[Task goal]
Repeat the data below in full and exactly.

[Records supplied]
----------------------------------------

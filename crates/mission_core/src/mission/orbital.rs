use tracing::{debug, info, warn};

use crate::content::{OrbitalViewConfig, DEFAULT_ORBITAL_INSERTION_ALTITUDE};
use crate::geometry::Vec2;

use super::ports::{MissionView, TerrainQuery};
use super::spawn::resolve_surface_anchor;

#[derive(Debug, Clone, Copy, PartialEq, Eq, Default)]
pub enum OrbitalSelectionState {
    #[default]
    Hidden,
    Initializing,
    WaitingForSelection,
    Transitioning,
    Completed,
}

impl OrbitalSelectionState {
    pub fn as_token(self) -> &'static str {
        match self {
            Self::Hidden => "hidden",
            Self::Initializing => "initializing",
            Self::WaitingForSelection => "waiting_for_selection",
            Self::Transitioning => "transitioning",
            Self::Completed => "completed",
        }
    }
}

/// Pre-gameplay zone pick made from the orbital view.
#[derive(Debug, Clone, Default)]
pub struct OrbitalSelection {
    state: OrbitalSelectionState,
    config: Option<OrbitalViewConfig>,
    chosen_zone: Option<String>,
    transition_target: Option<Vec2>,
}

impl OrbitalSelection {
    pub fn state(&self) -> OrbitalSelectionState {
        self.state
    }

    pub fn chosen_zone(&self) -> Option<&str> {
        self.chosen_zone.as_deref()
    }

    pub fn transition_target(&self) -> Option<Vec2> {
        self.transition_target
    }

    pub fn is_active(&self) -> bool {
        !matches!(
            self.state,
            OrbitalSelectionState::Hidden | OrbitalSelectionState::Completed
        )
    }

    pub fn reset(&mut self) {
        *self = Self::default();
    }

    pub fn start(&mut self, config: &OrbitalViewConfig, view: &mut dyn MissionView) {
        if self.is_active() {
            warn!(state = self.state.as_token(), "orbital_selection_already_started");
            return;
        }
        self.reset();
        self.state = OrbitalSelectionState::Initializing;
        self.config = Some(*config);
        view.show_orbital_view(config);
        info!(
            insertion_altitude = config.insertion_altitude,
            "orbital_view_requested"
        );
    }

    /// The view reports it is on screen; zone picks are accepted from here.
    pub fn view_shown(&mut self) -> bool {
        if self.state != OrbitalSelectionState::Initializing {
            debug!(state = self.state.as_token(), "orbital_view_shown_ignored");
            return false;
        }
        self.state = OrbitalSelectionState::WaitingForSelection;
        info!("orbital_selection_waiting");
        true
    }

    /// Accepts the player's zone and starts the descent transition. Returns
    /// the transition target, or `None` when no selection is expected.
    pub fn select_zone(
        &mut self,
        zone_id: &str,
        terrain: &dyn TerrainQuery,
        view: &mut dyn MissionView,
    ) -> Option<Vec2> {
        if self.state != OrbitalSelectionState::WaitingForSelection {
            warn!(
                zone_id,
                state = self.state.as_token(),
                "orbital_zone_selection_ignored"
            );
            return None;
        }
        let (insertion_altitude, transition_seconds) = self
            .config
            .map(|config| (config.insertion_altitude, config.transition_seconds))
            .unwrap_or((DEFAULT_ORBITAL_INSERTION_ALTITUDE, 0.0));
        let insertion_altitude = if insertion_altitude > 0.0 {
            insertion_altitude
        } else {
            DEFAULT_ORBITAL_INSERTION_ALTITUDE
        };
        let anchor = resolve_surface_anchor(zone_id, terrain);
        let target = Vec2::new(anchor.x, anchor.surface_y - insertion_altitude);
        self.chosen_zone = Some(zone_id.to_string());
        self.transition_target = Some(target);
        self.state = OrbitalSelectionState::Transitioning;
        view.begin_orbital_transition(target, transition_seconds);
        info!(
            zone_id,
            zone_resolved = anchor.zone_resolved,
            target_x = target.x,
            target_y = target.y,
            "orbital_transition_started"
        );
        Some(target)
    }

    /// Yields the chosen zone once; later calls return `None`.
    pub fn transition_completed(&mut self) -> Option<String> {
        if self.state != OrbitalSelectionState::Transitioning {
            debug!(
                state = self.state.as_token(),
                "orbital_transition_completion_ignored"
            );
            return None;
        }
        self.state = OrbitalSelectionState::Completed;
        let zone = self.chosen_zone.clone().unwrap_or_default();
        info!(zone_id = %zone, "orbital_selection_completed");
        Some(zone)
    }
}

----------------------------------------

[Result below]
filename crates/mission_core/src/mission/orbital.rs
use tracing::{debug, info, warn};

use crate::content::{OrbitalViewConfig, DEFAULT_ORBITAL_INSERTION_ALTITUDE};
use crate::geometry::Vec2;

use super::ports::{MissionView, TerrainQuery};
use super::spawn::resolve_surface_anchor;

#[derive(Debug, Clone, Copy, PartialEq, Eq, Default)]
pub enum OrbitalSelectionState {
    #[default]
    Hidden,
    Initializing,
    WaitingForSelection,
    Transitioning,
    Completed,
}

impl OrbitalSelectionState {
    pub fn as_token(self) -> &'static str {
        match self {
            Self::Hidden => "hidden",
            Self::Initializing => "initializing",
            Self::WaitingForSelection => "waiting_for_selection",
            Self::Transitioning => "transitioning",
            Self::Completed => "completed",
        }
    }
}

/// Pre-gameplay zone pick made from the orbital view.
#[derive(Debug, Clone, Default)]
pub struct OrbitalSelection {
    state: OrbitalSelectionState,
    config: Option<OrbitalViewConfig>,
    chosen_zone: Option<String>,
    transition_target: Option<Vec2>,
}

impl OrbitalSelection {
    pub fn state(&self) -> OrbitalSelectionState {
        self.state
    }

    pub fn chosen_zone(&self) -> Option<&str> {
        self.chosen_zone.as_deref()
    }

    pub fn transition_target(&self) -> Option<Vec2> {
        self.transition_target
    }

    pub fn is_active(&self) -> bool {
        !matches!(
            self.state,
            OrbitalSelectionState::Hidden | OrbitalSelectionState::Completed
        )
    }

    pub fn reset(&mut self) {
        *self = Self::default();
    }

    pub fn start(&mut self, config: &OrbitalViewConfig, view: &mut dyn MissionView) {
        if self.is_active() {
            warn!(state = self.state.as_token(), "orbital_selection_already_started");
            return;
        }
        self.reset();
        self.state = OrbitalSelectionState::Initializing;
        self.config = Some(*config);
        view.show_orbital_view(config);
        info!(
            insertion_altitude = config.insertion_altitude,
            "orbital_view_requested"
        );
    }

    /// The view reports it is on screen; zone picks are accepted from here.
    pub fn view_shown(&mut self) -> bool {
        if self.state != OrbitalSelectionState::Initializing {
            debug!(state = self.state.as_token(), "orbital_view_shown_ignored");
            return false;
        }
        self.state = OrbitalSelectionState::WaitingForSelection;
        info!("orbital_selection_waiting");
        true
    }

    /// Accepts the player's zone and starts the descent transition. Returns
    /// the transition target, or `None` when no selection is expected.
    pub fn select_zone(
        &mut self,
        zone_id: &str,
        terrain: &dyn TerrainQuery,
        view: &mut dyn MissionView,
    ) -> Option<Vec2> {
        if self.state != OrbitalSelectionState::WaitingForSelection {
            warn!(
                zone_id,
                state = self.state.as_token(),
                "orbital_zone_selection_ignored"
            );
            return None;
        }
        let (insertion_altitude, transition_seconds) = self
            .config
            .map(|config| (config.insertion_altitude, config.transition_seconds))
            .unwrap_or((DEFAULT_ORBITAL_INSERTION_ALTITUDE, 0.0));
        let insertion_altitude = if insertion_altitude > 0.0 {
            insertion_altitude
        } else {
            DEFAULT_ORBITAL_INSERTION_ALTITUDE
        };
        let anchor = resolve_surface_anchor(zone_id, terrain);
        let target = Vec2::new(anchor.x, anchor.surface_y - insertion_altitude);
        self.chosen_zone = Some(zone_id.to_string());
        self.transition_target = Some(target);
        self.state = OrbitalSelectionState::Transitioning;
        view.begin_orbital_transition(target, transition_seconds);
        info!(
            zone_id,
            zone_resolved = anchor.zone_resolved,
            target_x = target.x,
            target_y = target.y,
            "orbital_transition_started"
        );
        Some(target)
    }

    /// Yields the chosen zone once; later calls return `None`.
    pub fn transition_completed(&mut self) -> Option<String> {
        if self.state != OrbitalSelectionState::Transitioning {
            debug!(
                state = self.state.as_token(),
                "orbital_transition_completion_ignored"
            );
            return None;
        }
        self.state = OrbitalSelectionState::Completed;
        let zone = self.chosen_zone.clone().unwrap_or_default();
        info!(zone_id = %zone, "orbital_selection_completed");
        Some(zone)
    }
}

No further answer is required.